A still further object is to provide a fluid timer, the timing intervals of which can be rapidly and accurately changed over a wide range.

Still another object is to provide an apparatus for obtaining variable frequency output signals.

Broadly according to the present invention a fluid operated apparatus is provided comprising a source of pressurized fluid, a bistable fluid amplifier of the type having interconnected fluid passages whereby a well defined high energy fluid stream may flow from an inlet aperture to one of two outlet passages, control means for alternately switching the fluid stream from one of the outlet passages to the other, first and second apparatus outlet means, means for alternately directing a first portion of the fluid stream to the first of said apparatus outlet means and then to the second apparatus outlet means in response to said control means, fluid operated means for measuring a predetermined volume of a second portion of the fluid stream at a regulated rate such that said volume will be measured in a predetermined desired interval of time, the control means being responsive to the fluid operated means in such manner that the control means cause said fluid stream to switch to the other of the outlet passages when said volume is measured, and means for resetting the fluid operated means.

Additional objects, features, and advantages of the present invention will become apparent to those skilled in the art from the following detailed description and the attached drawing on which, by way of example, only the preferred embodiments of this invention are illustrated.

FIGURE 1 is a diagrammatic illustration of the fluid apparatus of this invention.

FIGURE 2 is a fragmentary plan view illustrating another embodiment of this invention.

FIGURE 3 is a fragmentary cross sectional view illustrating another means for regulating fluid flow.

FIGURE 4 is a fragmentary cross sectional view illustrating still another means for regulating fluid flow.

The apparatus of this invention is suitable for use with either compressible fluids such as air, nitrogen or other gases, or incompressible fluids such as water or other liquids.

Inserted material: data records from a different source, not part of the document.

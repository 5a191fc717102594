use std::path::PathBuf;

use clap::{Parser, Subcommand};
use tracing::info;
use tracing_subscriber::EnvFilter;

use turnstile::config::{LogFormat, TurnstileConfig};
use turnstile::ratelimit::{ManualClock, SystemClock};
use turnstile::simulation::{Pacing, PolicyKind, Simulation, SimulationConfig};

#[derive(Debug, Parser)]
#[command(name = "turnstile", version, about = "Per-identity rate limiting")]
struct Cli {
    /// YAML configuration file
    #[arg(short, long, global = true)]
    config: Option<PathBuf>,

    /// Log filter directive, overrides both `RUST_LOG` and the configured level
    #[arg(long, global = true)]
    log_level: Option<String>,

    #[arg(long, value_enum, global = true)]
    log_format: Option<LogFormat>,

    #[command(subcommand)]
    command: Command,
}

#[derive(Debug, Subcommand)]
enum Command {
    /// Drive a limiter with synthetic traffic and print each decision
    Simulate {
        #[arg(long, value_enum, default_value_t = PolicyKind::SlidingWindow)]
        policy: PolicyKind,

        /// Seed for the delay generator, overrides the configured seed
        #[arg(long)]
        seed: Option<u64>,

        /// Sleep for real instead of advancing a simulated clock
        #[arg(long)]
        realtime: bool,

        /// Print one JSON object per message
        #[arg(long)]
        json: bool,
    },
    /// Validate the configuration and print the effective values
    CheckConfig,
}

#[tokio::main]
async fn main() -> anyhow::Result<()> {
    let cli = Cli::parse();

    let mut config = TurnstileConfig::load(cli.config.as_deref())?;
    if let Some(level) = &cli.log_level {
        config.logging.level = level.clone();
    }
    if let Some(format) = cli.log_format {
        config.logging.format = format;
    }

    let env_directive = std::env::var(EnvFilter::DEFAULT_ENV).ok();
    let directive = filter_directive(
        cli.log_level.as_deref(),
        env_directive.as_deref(),
        &config.logging.level,
    );
    init_tracing(directive, config.logging.format)?;
    info!("Version: {}", env!("CARGO_PKG_VERSION"));
    match &cli.config {
        Some(path) => info!(path = %path.display(), "Configuration loaded"),
        None => info!("Configuration loaded from defaults and environment"),
    }

    match cli.command {
        Command::Simulate {
            policy,
            seed,
            realtime,
            json,
        } => {
            if let Some(seed) = seed {
                config.simulation.seed = seed;
            }
            simulate(&config, policy, realtime, json).await
        }
        Command::CheckConfig => {
            print!("{}", config.to_yaml()?);
            Ok(())
        }
    }
}

/// Pick the log filter: the CLI flag, then `RUST_LOG`, then the config file.
fn filter_directive<'a>(cli: Option<&'a str>, env: Option<&'a str>, configured: &'a str) -> &'a str {
    cli.or(env).unwrap_or(configured)
}

fn init_tracing(directive: &str, format: LogFormat) -> anyhow::Result<()> {
    let builder = tracing_subscriber::fmt()
        .with_env_filter(EnvFilter::try_new(directive)?)
        .with_target(false)
        .with_writer(std::io::stderr);

    match format {
        LogFormat::Text => builder.init(),
        LogFormat::Json => builder.json().init(),
    }
    Ok(())
}

async fn simulate(
    config: &TurnstileConfig,
    policy: PolicyKind,
    realtime: bool,
    json: bool,
) -> anyhow::Result<()> {
    let sim_config = SimulationConfig::from_settings(&config.simulation, policy)?;
    info!(policy = %policy, seed = sim_config.seed, realtime = realtime, "Starting simulation");

    let (limiter, pacing) = if realtime {
        (policy.build(config, SystemClock)?, Pacing::Realtime)
    } else {
        let clock = ManualClock::starting_now();
        (policy.build(config, clock.clone())?, Pacing::Simulated(clock))
    };

    let reports = Simulation::new(sim_config)
        .run(limiter.as_ref(), &pacing)
        .await;

    for report in &reports {
        if json {
            for outcome in &report.outcomes {
                println!("{}", serde_json::to_string(outcome)?);
            }
            continue;
        }

        println!("\n=== Round {} ({}) ===", report.round, policy);
        for outcome in &report.outcomes {
            println!("{}", outcome);
        }
        println!(
            "admitted: {}, denied: {}",
            report.admitted(),
            report.denied()
        );
    }

    let purged = limiter.purge_expired(limiter.now());
    info!(
        purged = purged,
        active = limiter.active_count(),
        "Simulation finished"
    );
    Ok(())
}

This invention is not limited to any particular fluid.

Referring to FIGURE 1, in the fluid timer of this invention, a bistable fluid amplifier 10 is shown having interconnected fluid passages whereby a pressurized fluid may flow from a suitable source, not shown, through inlet aperture 11 and then through power or inlet nozzle 12. The pressurized fluid emerges from nozzle 12 as a well defined high energy power stream which enters interaction chamber 14 and passes to either of two amplifier outlet passages 16 and 18. Control fluid nozzles 20 and 22 are provided at the interaction chamber. The walls of the interaction chamber of a bistable fluid amplifier are formed, in a manner well known to one familiar with the art, so that the power stream is caused to lock-on to one side wall and remain in the locked-on condition without any control fluid flow. The power stream can be deflected to the opposite Wall of the interaction chamber by a control fluid flow and remain locked-on even after the control fluid flow is stopped. In addition, vents or bleeds 21 and 23 are provided in connection with outlet passages 16 and 18 respectively, to permit entrainment flow for the power stream in a manner well known to one familiar with the art.

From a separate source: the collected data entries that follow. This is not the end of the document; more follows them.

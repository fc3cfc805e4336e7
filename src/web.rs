use std::sync::Arc;

use anyhow::{Context, Result};
use axum::Router;
use tower_http::cors::{Any, CorsLayer};
use tower_http::services::ServeDir;

use crate::api::{self, AppState};
use crate::config::ServerConfig;

/// Full application: JSON API under `/api`, static frontend for everything else
pub fn app(state: Arc<AppState>, static_dir: &str) -> Router {
    let cors = CorsLayer::new()
        .allow_origin(Any)
        .allow_methods(Any)
        .allow_headers(Any);

    Router::new()
        .nest("/api", api::router(state))
        .fallback_service(ServeDir::new(static_dir))
        .layer(cors)
}

pub async fn run(state: Arc<AppState>, config: &ServerConfig) -> Result<()> {
    let app = app(state, &config.static_dir);

    let addr = format!("0.0.0.0:{}", config.port);
    let listener = tokio::net::TcpListener::bind(&addr)
        .await
        .with_context(|| format!("Failed to bind {addr}"))?;
    tracing::info!("Web server running at http://localhost:{}", config.port);
    axum::serve(listener, app)
        .await
        .context("Web server terminated unexpectedly")?;
    Ok(())
}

A pair of two- stage diaphragm valves 24 and 26 are shown connected to fluid amplifier 10. The first stage of valve 24 comprises pressurizing chamber 28 and fluid flow control chamber 30. Diaphragm 32 separates these two chambers. The second stage of valve 24 comprises pressurizing chamber 34 and fluid flow control chamber 36. Chambers 34 and 36 are separated by diaphragm 38. Control chamber 30 is connected to pressurizing chamber 34 by means of port or opening 40, while control chamber 36 is connected to control nozzle 22 by means of member or tube 42. Control chambers 30 and 36 are open to ambient by means of vent ports 44 and 46 respectively. Pressurizing chamber 28 is connected to amplifier outlet passage 16 by means of members or tubes 48 and 50, while pressurizing chamber 34 is also connected to passage 16 by tubes 48 and 50 together with members or tubes 52 and control valve 54.

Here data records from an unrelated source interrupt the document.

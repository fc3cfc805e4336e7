//! Curated table of well-known cities used to shortcut common lookups

use serde::Serialize;

use crate::models::{Coordinate, LocationMatch};

#[derive(Debug, Clone, Copy, PartialEq, Serialize)]
pub struct CuratedCity {
    pub name: &'static str,
    pub country: &'static str,
    pub latitude: f64,
    pub longitude: f64,
}

impl CuratedCity {
    const fn new(name: &'static str, country: &'static str, latitude: f64, longitude: f64) -> Self {
        Self {
            name,
            country,
            latitude,
            longitude,
        }
    }

    #[must_use]
    pub fn coordinate(&self) -> Coordinate {
        Coordinate {
            latitude: self.latitude,
            longitude: self.longitude,
        }
    }

    /// As a geocoding match, displayed as `name, country`
    #[must_use]
    pub fn to_match(&self) -> LocationMatch {
        LocationMatch::new(
            format!("curated:{}", self.name.to_lowercase().replace(' ', "-")),
            self.name.to_string(),
            self.country.to_string(),
            None,
            self.coordinate(),
        )
    }
}

pub static CURATED_CITIES: [CuratedCity; 25] = [
    CuratedCity::new("New York", "United States", 40.7128, -74.0060),
    CuratedCity::new("London", "United Kingdom", 51.5074, -0.1278),
    CuratedCity::new("Tokyo", "Japan", 35.6762, 139.6503),
    CuratedCity::new("Paris", "France", 48.8566, 2.3522),
    CuratedCity::new("Sydney", "Australia", -33.8688, 151.2093),
    CuratedCity::new("Delhi", "India", 28.7041, 77.1025),
    CuratedCity::new("Mumbai", "India", 19.0760, 72.8777),
    CuratedCity::new("Pune", "India", 18.5204, 73.8567),
    CuratedCity::new("Bangalore", "India", 12.9716, 77.5946),
    CuratedCity::new("Chennai", "India", 13.0827, 80.2707),
    CuratedCity::new("Hyderabad", "India", 17.3850, 78.4867),
    CuratedCity::new("Kolkata", "India", 22.5726, 88.3639),
    CuratedCity::new("Ahmedabad", "India", 23.0225, 72.5714),
    CuratedCity::new("Beijing", "China", 39.9042, 116.4074),
    CuratedCity::new("Shanghai", "China", 31.2304, 121.4737),
    CuratedCity::new("Moscow", "Russia", 55.7558, 37.6173),
    CuratedCity::new("Berlin", "Germany", 52.5200, 13.4050),
    CuratedCity::new("Madrid", "Spain", 40.4168, -3.7038),
    CuratedCity::new("Rome", "Italy", 41.9028, 12.4964),
    CuratedCity::new("Cairo", "Egypt", 30.0444, 31.2357),
    CuratedCity::new("Rio de Janeiro", "Brazil", -22.9068, -43.1729),
    CuratedCity::new("Mexico City", "Mexico", 19.4326, -99.1332),
    CuratedCity::new("Los Angeles", "United States", 34.0522, -118.2437),
    CuratedCity::new("Chicago", "United States", 41.8781, -87.6298),
    CuratedCity::new("Toronto", "Canada", 43.6532, -79.3832),
];

/// Cities plotted when the weather map first loads
pub static MAJOR_CITY_NAMES: [&str; 6] = [
    "New York",
    "London",
    "Tokyo",
    "Sydney",
    "Cairo",
    "Rio de Janeiro",
];

const MAX_SUGGESTIONS: usize = 5;

/// Curated entries for the seeded map, in display order
pub fn major_cities() -> impl Iterator<Item = &'static CuratedCity> {
    MAJOR_CITY_NAMES
        .iter()
        .filter_map(|name| CURATED_CITIES.iter().find(|city| city.name == *name))
}

/// First curated city whose name occurs anywhere in the query
#[must_use]
pub fn find_in_query(query: &str) -> Option<&'static CuratedCity> {
    let normalized = query.trim().to_lowercase();
    if normalized.is_empty() {
        return None;
    }
    CURATED_CITIES
        .iter()
        .find(|city| normalized.contains(&city.name.to_lowercase()))
}

/// Autocomplete candidates matching a partially typed name or country
#[must_use]
pub fn suggest(input: &str) -> Vec<&'static CuratedCity> {
    let normalized = input.trim().to_lowercase();
    if normalized.chars().count() < 2 {
        return Vec::new();
    }
    CURATED_CITIES
        .iter()
        .filter(|city| {
            city.name.to_lowercase().contains(&normalized)
                || city.country.to_lowercase().contains(&normalized)
        })
        .take(MAX_SUGGESTIONS)
        .collect()
}

#[cfg(test)]
mod tests {
    use super::*;
    use rstest::rstest;

    #[rstest]
    #[case("new york city", "New York")]
    #[case("  PARIS ", "Paris")]
    #[case("weather in rio de janeiro today", "Rio de Janeiro")]
    #[case("Mexico City", "Mexico City")]
    fn test_find_in_query(#[case] query: &str, #[case] expected: &str) {
        assert_eq!(find_in_query(query).map(|c| c.name), Some(expected));
    }

    #[rstest]
    #[case("")]
    #[case("   ")]
    #[case("Gornau")]
    #[case("york")]
    fn test_find_in_query_misses(#[case] query: &str) {
        assert!(find_in_query(query).is_none());
    }

    #[test]
    fn test_to_match() {
        let m = find_in_query("new york").unwrap().to_match();
        assert_eq!(m.id, "curated:new-york");
        assert_eq!(m.name, "New York");
        assert_eq!(m.country, "United States");
        assert_eq!(m.state, None);
        assert_eq!(m.display_name, "New York, United States");
        assert_eq!(m.latitude, 40.7128);
        assert_eq!(m.longitude, -74.0060);
    }

    #[test]
    fn test_suggest_by_country_is_capped() {
        let suggestions = suggest("india");
        assert_eq!(suggestions.len(), 5);
        assert!(suggestions.iter().all(|c| c.country == "India"));
        assert_eq!(suggestions[0].name, "Delhi");
    }

    #[test]
    fn test_suggest_by_partial_name() {
        let names: Vec<_> = suggest("lo").iter().map(|c| c.name).collect();
        assert_eq!(names, vec!["London", "Bangalore", "Los Angeles"]);
    }

    #[test]
    fn test_suggest_needs_two_characters() {
        assert!(suggest("l").is_empty());
        assert!(suggest(" ").is_empty());
    }

    #[test]
    fn test_major_cities() {
        let names: Vec<_> = major_cities().map(|c| c.name).collect();
        assert_eq!(names, MAJOR_CITY_NAMES.to_vec());
    }
}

The first stage of two-stage diaphragm valve 26 comprises pressurizing chamber 56 and fluid flow control chamber 58, which chambers are separated by means of diaphragm 60. The second stage of valve 26 comprises pressurizing chamber 62 and fluid flow control chamber 64, which chambers are separated by means of diaphragm 66. Control chamber 58 is connected to pressurizing chamber 62 by means of port or opening 68, while control chamber 64 is connected to control nozzle by means of member or tube 70. Control chambers 58 and 64 are open to ambient by means of vent ports 72 and 74 respectively. Pressurizing chamber 56 is connected to amplifier outlet passage 18 by means of members or tubes 76 and 78, while pressurizing chamber 62 is also connected to passage 18 by tubes 76 and 78 together with members or tubes 80 and control valve 82.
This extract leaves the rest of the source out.